From: Walter Mitty <wamitty_at_verizon.net>
Date: Sat, 16 May 2009 18:01:50 GMT
Message-ID: <icDPl.1725$5F2.572_at_nwrddc01.gnilink.net>


"Brian Selzer" <brian_at_selzer-software.com> wrote in message news:FjzPl.15750$jZ1.15404_at_flpi144.ffdc.sbc.com...
>
> "Walter Mitty" <wamitty_at_verizon.net> wrote in message
> news:7ahPl.1492$5F2.238_at_nwrddc01.gnilink.net...
>> I'm confused about some recent trends in database design.
>>
>> When I learned databases, about a quarter of a century ago, the
>> preferred
>> practice was to use natural keys to refer to individual table rows,
>> unless
>> there's some real good reason to go with an artificial key.
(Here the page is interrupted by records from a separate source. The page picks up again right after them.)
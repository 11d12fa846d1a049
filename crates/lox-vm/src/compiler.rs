use lox_core::{LoxError, Value};
use lox_scanner::{Scanner, Token, TokenKind};

use crate::chunk::Chunk;
use crate::opcodes::Op;

/// Operator precedence levels, lowest to highest. Each level binds tighter
/// than the one before it; the parser climbs them.
#[derive(Debug, Clone, Copy, PartialEq, Eq, PartialOrd, Ord)]
enum Precedence {
    None,
    Assignment, // =
    Or,         // or
    And,        // and
    Equality,   // == !=
    Comparison, // < <= > >=
    Term,       // + -
    Factor,     // * /
    Unary,      // ! -
    Primary,
}

impl Precedence {
    /// The next-tighter level; used to make binary operators left-associative.
    fn next(self) -> Precedence {
        match self {
            Precedence::None => Precedence::Assignment,
            Precedence::Assignment => Precedence::Or,
            Precedence::Or => Precedence::And,
            Precedence::And => Precedence::Equality,
            Precedence::Equality => Precedence::Comparison,
            Precedence::Comparison => Precedence::Term,
            Precedence::Term => Precedence::Factor,
            Precedence::Factor => Precedence::Unary,
            Precedence::Unary | Precedence::Primary => Precedence::Primary,
        }
    }
}

/// Compile a whole program into one chunk.
///
/// Scan and parse errors do not abort the pass: the compiler recovers at
/// statement boundaries and keeps going, so the caller sees every error at
/// once. Any error means the chunk must not be executed, so it is withheld.
pub fn compile(source: &str) -> Result<Chunk, Vec<LoxError>> {
    let mut compiler = Compiler::new(source);
    compiler.run();
    if compiler.errors.is_empty() {
        Ok(compiler.chunk)
    } else {
        Err(compiler.errors)
    }
}

/// Single-pass compiler: a scanner and a bytecode emitter sharing one
/// forward cursor over the source. No AST is built; expressions emit as
/// they parse, Pratt-style.
struct Compiler<'src> {
    scanner: Scanner<'src>,
    current: Token<'src>,
    previous: Token<'src>,
    chunk: Chunk,
    errors: Vec<LoxError>,
    panic_mode: bool,
}

impl<'src> Compiler<'src> {
    fn new(source: &'src str) -> Self {
        let placeholder = Token {
            kind: TokenKind::Eof,
            lexeme: "",
            line: 1,
        };
        Compiler {
            scanner: Scanner::new(source),
            current: placeholder,
            previous: placeholder,
            chunk: Chunk::new(),
            errors: Vec::new(),
            panic_mode: false,
        }
    }

    fn run(&mut self) {
        self.advance();
        while !self.check(TokenKind::Eof) {
            self.declaration();
        }
        self.emit_op(Op::Return);
    }

    // ── Token plumbing ───────────────────────────────────────────────

    fn advance(&mut self) {
        self.previous = self.current;
        loop {
            self.current = self.scanner.next_token();
            match self.current.kind {
                TokenKind::Error(message) => self.error_at_current(message),
                _ => break,
            }
        }
    }

    fn consume(&mut self, kind: TokenKind, message: &str) {
        if self.current.kind == kind {
            self.advance();
        } else {
            self.error_at_current(message);
        }
    }

    fn check(&self, kind: TokenKind) -> bool {
        self.current.kind == kind
    }

    fn match_token(&mut self, kind: TokenKind) -> bool {
        if self.check(kind) {
            self.advance();
            true
        } else {
            false
        }
    }

    // ── Error reporting & recovery ───────────────────────────────────

    fn error_at_current(&mut self, message: &str) {
        let token = self.current;
        self.error_at(token, message);
    }

    fn error(&mut self, message: &str) {
        let token = self.previous;
        self.error_at(token, message);
    }

    fn error_at(&mut self, token: Token<'src>, message: &str) {
        // Panic mode suppresses the error cascade that follows the first
        // mistake; synchronize() clears it at the next statement boundary.
        if self.panic_mode {
            return;
        }
        self.panic_mode = true;
        let location = match token.kind {
            TokenKind::Eof => " at end".to_string(),
            TokenKind::Error(_) => String::new(),
            _ => format!(" at '{}'", token.lexeme),
        };
        self.errors.push(LoxError::compile(token.line, location, message));
    }

    fn synchronize(&mut self) {
        self.panic_mode = false;
        while !self.check(TokenKind::Eof) {
            if self.previous.kind == TokenKind::Semicolon {
                return;
            }
            match self.current.kind {
                TokenKind::Var | TokenKind::Print | TokenKind::Return => return,
                _ => self.advance(),
            }
        }
    }

    // ── Statements ───────────────────────────────────────────────────

    fn declaration(&mut self) {
        if self.match_token(TokenKind::Var) {
            self.var_declaration();
        } else {
            self.statement();
        }
        if self.panic_mode {
            self.synchronize();
        }
    }

    fn var_declaration(&mut self) {
        self.consume(TokenKind::Identifier, "Expect variable name.");
        let name = self.previous;
        let initialized = self.match_token(TokenKind::Equal);
        if initialized {
            self.expression();
        }
        self.consume(
            TokenKind::Semicolon,
            "Expect ';' after variable declaration.",
        );
        let base = if initialized {
            Op::DefGlobal8
        } else {
            Op::NdfGlobal8
        };
        let idx = self.identifier_constant(name);
        self.chunk.write_indexed(base, idx, name.line);
    }

    fn statement(&mut self) {
        if self.match_token(TokenKind::Print) {
            self.print_statement();
        } else if self.match_token(TokenKind::Return) {
            self.return_statement();
        } else {
            self.expression_statement();
        }
    }

    fn print_statement(&mut self) {
        self.expression();
        self.consume(TokenKind::Semicolon, "Expect ';' after value.");
        self.emit_op(Op::Print);
    }

    fn return_statement(&mut self) {
        // Top-level return ends the script; with functions absent it takes
        // no operand.
        self.consume(TokenKind::Semicolon, "Expect ';' after return.");
        self.emit_op(Op::Return);
    }

    fn expression_statement(&mut self) {
        self.expression();
        self.consume(TokenKind::Semicolon, "Expect ';' after expression.");
        self.emit_op(Op::Pop);
    }

    // ── Expressions (Pratt) ──────────────────────────────────────────

    fn expression(&mut self) {
        self.parse_precedence(Precedence::Assignment);
    }

    fn parse_precedence(&mut self, precedence: Precedence) {
        self.advance();
        let can_assign = precedence <= Precedence::Assignment;
        if !self.prefix(self.previous.kind, can_assign) {
            self.error("Expect expression.");
            return;
        }
        while precedence <= Self::infix_precedence(self.current.kind) {
            self.advance();
            self.infix(self.previous.kind);
        }
        if can_assign && self.match_token(TokenKind::Equal) {
            self.error("Invalid assignment target.");
        }
    }

    /// Dispatch the prefix position. Returns false when the token cannot
    /// start an expression.
    fn prefix(&mut self, kind: TokenKind, can_assign: bool) -> bool {
        match kind {
            TokenKind::LeftParen => self.grouping(),
            TokenKind::Minus | TokenKind::Bang => self.unary(),
            TokenKind::Number => self.number(),
            TokenKind::String => self.string(),
            TokenKind::Nil | TokenKind::True | TokenKind::False => self.literal(),
            TokenKind::Identifier => self.variable(can_assign),
            _ => return false,
        }
        true
    }

    fn infix(&mut self, kind: TokenKind) {
        match kind {
            TokenKind::And => self.and_(),
            TokenKind::Or => self.or_(),
            _ => self.binary(kind),
        }
    }

    fn infix_precedence(kind: TokenKind) -> Precedence {
        match kind {
            TokenKind::Or => Precedence::Or,
            TokenKind::And => Precedence::And,
            TokenKind::EqualEqual | TokenKind::BangEqual => Precedence::Equality,
            TokenKind::Less
            | TokenKind::LessEqual
            | TokenKind::Greater
            | TokenKind::GreaterEqual => Precedence::Comparison,
            TokenKind::Plus | TokenKind::Minus => Precedence::Term,
            TokenKind::Star | TokenKind::Slash => Precedence::Factor,
            _ => Precedence::None,
        }
    }

    fn grouping(&mut self) {
        self.expression();
        self.consume(TokenKind::RightParen, "Expect ')' after expression.");
    }

    fn unary(&mut self) {
        let operator = self.previous.kind;
        let line = self.previous.line;
        self.parse_precedence(Precedence::Unary);
        match operator {
            TokenKind::Minus => self.chunk.write_op(Op::Negate, line),
            TokenKind::Bang => self.chunk.write_op(Op::Not, line),
            _ => unreachable!("unary dispatched on non-unary token"),
        }
    }

    fn binary(&mut self, operator: TokenKind) {
        let line = self.previous.line;
        self.parse_precedence(Self::infix_precedence(operator).next());
        let op = match operator {
            TokenKind::Plus => Op::Add,
            TokenKind::Minus => Op::Subtract,
            TokenKind::Star => Op::Multiply,
            TokenKind::Slash => Op::Divide,
            TokenKind::EqualEqual => Op::Equal,
            TokenKind::BangEqual => Op::NotEqual,
            TokenKind::Less => Op::Less,
            TokenKind::LessEqual => Op::LessEqual,
            TokenKind::Greater => Op::Greater,
            TokenKind::GreaterEqual => Op::GreaterEqual,
            _ => unreachable!("binary dispatched on non-binary token"),
        };
        self.chunk.write_op(op, line);
    }

    fn number(&mut self) {
        match self.previous.lexeme.parse::<f64>() {
            Ok(n) => self.emit_constant(Value::Number(n)),
            Err(_) => self.error("Invalid number literal."),
        }
    }

    fn string(&mut self) {
        let lexeme = self.previous.lexeme;
        // Trim the surrounding quotes; Lox strings have no escapes.
        let content = &lexeme[1..lexeme.len() - 1];
        self.emit_constant(Value::string(content));
    }

    fn literal(&mut self) {
        let op = match self.previous.kind {
            TokenKind::Nil => Op::Nil,
            TokenKind::True => Op::True,
            TokenKind::False => Op::False,
            _ => unreachable!("literal dispatched on non-literal token"),
        };
        self.emit_op(op);
    }

    fn variable(&mut self, can_assign: bool) {
        let name = self.previous;
        let idx = self.identifier_constant(name);
        if can_assign && self.match_token(TokenKind::Equal) {
            // Right-associative: the whole assignment level re-parses, so
            // `a = b = c` nests to the right. The assigned value stays on
            // the stack; assignment is itself an expression.
            self.expression();
            self.chunk.write_indexed(Op::SetGlobal8, idx, name.line);
        } else {
            self.chunk.write_indexed(Op::GetGlobal8, idx, name.line);
        }
    }

    /// `a and b`: if `a` is falsy it is the result and `b` never runs.
    fn and_(&mut self) {
        let line = self.previous.line;
        let end = self.emit_jump(Op::JumpIfFalse, line);
        self.chunk.write_op(Op::Pop, line);
        self.parse_precedence(Precedence::And);
        self.patch_jump(end);
    }

    /// `a or b`: if `a` is truthy it is the result and `b` never runs.
    fn or_(&mut self) {
        let line = self.previous.line;
        let end = self.emit_jump(Op::JumpIfTrue, line);
        self.chunk.write_op(Op::Pop, line);
        self.parse_precedence(Precedence::Or);
        self.patch_jump(end);
    }

    // ── Emission helpers ─────────────────────────────────────────────

    fn emit_op(&mut self, op: Op) {
        let line = self.previous.line;
        self.chunk.write_op(op, line);
    }

    fn emit_constant(&mut self, value: Value) {
        let line = self.previous.line;
        match self.chunk.add_constant(value) {
            Some(idx) => self.chunk.write_indexed(Op::Constant8, idx, line),
            None => self.error("Too many constants in one chunk."),
        }
    }

    /// Intern an identifier's name in the constant pool, returning its index.
    fn identifier_constant(&mut self, name: Token<'src>) -> u32 {
        match self.chunk.add_constant(Value::string(name.lexeme)) {
            Some(idx) => idx,
            None => {
                self.error("Too many constants in one chunk.");
                0
            }
        }
    }

    /// Emit a jump with a placeholder offset, returning the operand's
    /// position for `patch_jump`.
    fn emit_jump(&mut self, op: Op, line: u32) -> usize {
        self.chunk.write_op(op, line);
        self.chunk.write_byte(0xff, line);
        self.chunk.write_byte(0xff, line);
        self.chunk.code.len() - 2
    }

    /// Backpatch the operand at `at` with the forward distance from the end
    /// of the jump instruction to the current position.
    fn patch_jump(&mut self, at: usize) {
        let distance = self.chunk.code.len() - at - 2;
        if distance > u16::MAX as usize {
            self.error("Too much code to jump over.");
            return;
        }
        let bytes = (distance as u16).to_le_bytes();
        self.chunk.code[at] = bytes[0];
        self.chunk.code[at + 1] = bytes[1];
    }
}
I've run
>> into a
>> few cases where I chose to use an artificial key, but most of the time
>> I've
>> used a natural key. (I should clarify: if a university's registration
>> office assigns each student a StudentID, before entering that student
>> into
>> the database, I'm treating that key as "natural" in the context of the
>> database, even though one might argue that it's "artificial" in some
>> other
>> context.) This generally surfaced in the choice of one or more columns
>> to
>> be declared as a PRIMARY KEY.
>>
>> Every time the issue of natural keys comes up in Stackoverflow.com, the
>> prevailing view seems to be that the best primary keys are artificial and
>> opaque. And responses that take this view get the votes. They emphasize
>> efficiency (mainly efficiency in the index that you usually get
>> automatically when you declare a PRIMARY KEY). But data integrity seems
>> to
>> be forgotten, here. The same is not generally tru when the conversation
>> turns to referential integrity. Slowly but surely the programming
>> community
>> seems to heve been dragged, kicking and screaming, into turning over
>> referential integrity enforcement to the DBMS.
>>
>>
>> What I don't get is whether I've understood something that today's
>> trendsetters never learned or whether they are taking into consideration
>> matters that I never considered important, back in the day. I've read
>> their
>> arguments carefully, and it seems to me that failure to declare UNIQUE
>> and
>> NOT NULL constraints on the most widely used candidate keys is simply an
>> invitation to degradation of data integrity. PRIMARY KEY is a convenient
>> way to get those two constraints with one declaration.
>>
>> Is data integrity less important than it used to be? Are most people
>> building databases that get embedded in some appplication to be sold to
>> the
>> non technical buyer? Is something else going on that I'm unaware of?
>> Can
>> some body explain to me what these people are thinking?
>>
>
> I'm going to use a term that provokes derision from the all-natural crowd:
> rigidity. If a natural key rigidly designates or describes
> something--that is, if it permanently identifies somthing in the universe,
> then there is no /logical/ reason to add an artificial key. But not every
> instance of a key is a permanent identifier: consider a table where the
> entire heading is the key. Do you permit updates to such a table? If
> updates are allowed, then what does it "mean" when one occurs? Did what
> was represented in the database merely change in appearance, or was it
> replaced by something else? And if it were replaced, then wouldn't it have
> been better to issue a delete followed by an insert instead? Wouldn't
> that more closely represent what actually occurred?
>
> The delay between the time that a row is read and the time that an update
> occurs, and the possibility that a change initiated by another user can
> occur during that interval justifies the introduction of an artificial or
> surrogate key, but only in the event that instances of the natural key do
> not rigidly designate or describe something in the universe.
>
>
Thanks for your response. I do think your ideas are of interest. But previous exchanges between you and me have arrived at such an impasse that I'm not inclined to make the effort to reconcile your world view with mine. I can see this response leading down the exact same trail that we've been down so many times before.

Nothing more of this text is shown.